To avoid AMS, you should:

  • Rest for a few hours on arrival at altitude and take it easy for the first couple of days. Note: you may feel fine on arrival and tempted to exert yourself as normal. Don’t be fooled: you might be benefiting from oxygen brought in your blood from sea level.
  • Drink plenty of water to avoid dehydration (altitude is a diuretic). Coca tea (mate de coca) helps alleviate symptoms.
  • Eat light meals, with high carbohydrate and low fat and protein content. Dine early, allowing digestion time pre-sleep.
  • Avoid over-exposure to the strong highland sun (UV rays are very powerful) – especially in the early stages – making sure you wear a broad brimmed sunhat. Apply lip-salve to prevent chapped lips.
  • Avoid or minimise consumption of cigarettes and alcohol. Avoid sleeping pills.
  • If you do get AMS: Rest, take non-aspirin painkillers (for headache) and coca tea. Symptoms should subside after a day or two.
  • Pregnant women, people with a history of heart, lung, kidney or blood disease or blood pressure problems, should consult their doctor before traveling to high altitude.

Responsible Travel - our ethos

Andean Trails believes in Responsible Travel and actively supports several community projects.

Please see Our Advice and Our Ethos for more, and learn about the Projects We Support.

We operate the Inca Trail, our treks and tours with local firms.

We make sure that on our tours and Inca Trail we employ local staff, who are paid fair wages.

With the Inca Trail, We provide free life insurance to all of our porters. Tented accommodation and meals are provided for all trekking staff as well as foam mats, sleeping bags and rain ponchos. We have also provided the staff with trekking shoes. We ensure our porters carry a maximum of only 20kg. We offer them backpacks and they generally use back supports.
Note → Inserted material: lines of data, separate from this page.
//! Authentication API handlers
//!
//! Provides the public registration and login endpoints.
//!
//! Author: hephaex@gmail.com

use super::MessageResponse;
use crate::auth::{LoginRequest, LoginResponse, RegisterRequest};
use crate::error::{AppError, ErrorBody};
use crate::state::AppState;
use crate::validation::ValidatedJson;
use axum::{extract::State, http::StatusCode, response::IntoResponse, Json};
use std::sync::Arc;

/// Register a new user account
///
/// New users get the `user` role. Emails are compared case-insensitively.
///
/// # Responses
///
/// * `201 Created` - User registered
/// * `400 Bad Request` - Validation failed
/// * `409 Conflict` - Email already registered
/// * `500 Internal Server Error` - Server error
#[utoipa::path(
    post,
    path = "/register",
    tag = "auth",
    request_body = RegisterRequest,
    responses(
        (status = 201, description = "User registered successfully", body = MessageResponse),
        (status = 400, description = "Validation failed", body = ErrorBody),
        (status = 409, description = "User already exists", body = ErrorBody),
        (status = 500, description = "Server error", body = ErrorBody),
    )
)]
pub async fn register_handler(
    State(state): State<Arc<AppState>>,
    ValidatedJson(request): ValidatedJson<RegisterRequest>,
) -> Result<impl IntoResponse, AppError> {
    let user = state.auth.register(request).await?;

    Ok((
        StatusCode::CREATED,
        Json(MessageResponse::created(
            "User registered successfully",
            user.id,
        )),
    ))
}

/// Login with email and password
///
/// Returns a bearer token valid for one hour. An unknown email and a wrong
/// password get the same answer.
#[utoipa::path(
    post,
    path = "/login",
    tag = "auth",
    request_body = LoginRequest,
    responses(
        (status = 200, description = "Login successful", body = LoginResponse),
        (status = 400, description = "Validation failed or invalid credentials", body = ErrorBody),
        (status = 500, description = "Server error", body = ErrorBody),
    )
)]
pub async fn login_handler(
    State(state): State<Arc<AppState>>,
    ValidatedJson(request): ValidatedJson<LoginRequest>,
) -> Result<Json<LoginResponse>, AppError> {
    let response = state.auth.login(request).await?;
    Ok(Json(response))
}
Clean burning fuel is used to cook the meals on the Inca Trail and porters carry gas stoves and butane bottles. We use biodegradable detergents when washing the cooking and eating utensils. If any part of our tour or trek is operated by another company, we try to ensure that high standards are maintained.

Our additional support helps the Huchuy Yachaq project which supports children and families in one of the poorest communities in the district of Cusco.